__WORK INSTRUCTIONS__. Each line containing the string "SessionContext" should be copied out of the entries.

Stored data entries:
Content starts

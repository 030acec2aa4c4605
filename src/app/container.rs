use std::sync::Arc;

use crate::adapters::{DependencyResolver, HttpArtifactSource, SystemGpuProbe, TokioProcessRunner};
use crate::app::clip_interactor::{AccelerationPolicy, ClipInteractor};
use crate::app::deps_interactor::DependencyInteractor;
use crate::app::probe_interactor::ProbeInteractor;
use crate::app::session::SessionContext;
use crate::config_initialization::ClipperConfig;
use crate::domain::errors::DomainError;
use crate::domain::model::HostOs;
use crate::planner::HardwareAccelerationPlanner;
use crate::ports::{ArtifactSource, DependencyPort, DownloadConsent, GpuProbePort, ProcessRunner};

pub trait AppContainer: Send + Sync {
    fn session(&self) -> Arc<SessionContext>;
    fn clip_interactor(&self) -> Arc<ClipInteractor>;
    fn dependency_interactor(&self) -> Arc<DependencyInteractor>;
    fn probe_interactor(&self) -> Arc<ProbeInteractor>;
}

pub struct DefaultAppContainer {
    session: Arc<SessionContext>,
    clip_interactor: Arc<ClipInteractor>,
    dependency_interactor: Arc<DependencyInteractor>,
    probe_interactor: Arc<ProbeInteractor>,
}

impl DefaultAppContainer {
    /// Wire the production adapters; `consent` decides about downloads
    pub fn new(
        config: &ClipperConfig,
        consent: Arc<dyn DownloadConsent>,
    ) -> Result<Self, DomainError> {
        let runner = Arc::new(TokioProcessRunner::new());
        let probe = Arc::new(SystemGpuProbe::new());
        let source = Arc::new(HttpArtifactSource::new(config.download_timeout())?);

        let resolver = Arc::new(DependencyResolver::new(
            config.clipper.bin_dir.clone(),
            Arc::clone(&runner) as Arc<dyn ProcessRunner>,
            source as Arc<dyn ArtifactSource>,
            consent,
        ));

        let session = Arc::new(SessionContext::new(
            HostOs::current(),
            probe as Arc<dyn GpuProbePort>,
            HardwareAccelerationPlanner::new(),
        ));

        let clip_interactor = Arc::new(ClipInteractor::new(
            Arc::clone(&session),
            Arc::clone(&resolver) as Arc<dyn DependencyPort>,
            Arc::clone(&runner) as Arc<dyn ProcessRunner>,
            AccelerationPolicy {
                enabled: config.clipper.hardware_acceleration,
                wait_for_probe: config.clipper.wait_for_probe,
            },
        ));

        let dependency_interactor = Arc::new(DependencyInteractor::new(
            Arc::clone(&session),
            Arc::clone(&resolver) as Arc<dyn DependencyPort>,
        ));

        let probe_interactor = Arc::new(ProbeInteractor::new(Arc::clone(&session)));

        Ok(Self {
            session,
            clip_interactor,
            dependency_interactor,
            probe_interactor,
        })
    }
}

impl AppContainer for DefaultAppContainer {
    fn session(&self) -> Arc<SessionContext> {
        Arc::clone(&self.session)
    }

    fn clip_interactor(&self) -> Arc<ClipInteractor> {
        Arc::clone(&self.clip_interactor)
    }

    fn dependency_interactor(&self) -> Arc<DependencyInteractor> {
        Arc::clone(&self.dependency_interactor)
    }

    fn probe_interactor(&self) -> Arc<ProbeInteractor> {
        Arc::clone(&self.probe_interactor)
    }
}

Content ends

__WRITTEN ANSWER__.
use crate::app::session::SessionContext;
    fn session(&self) -> Arc<SessionContext>;
    session: Arc<SessionContext>,
        let session = Arc::new(SessionContext::new(
    fn session(&self) -> Arc<SessionContext> {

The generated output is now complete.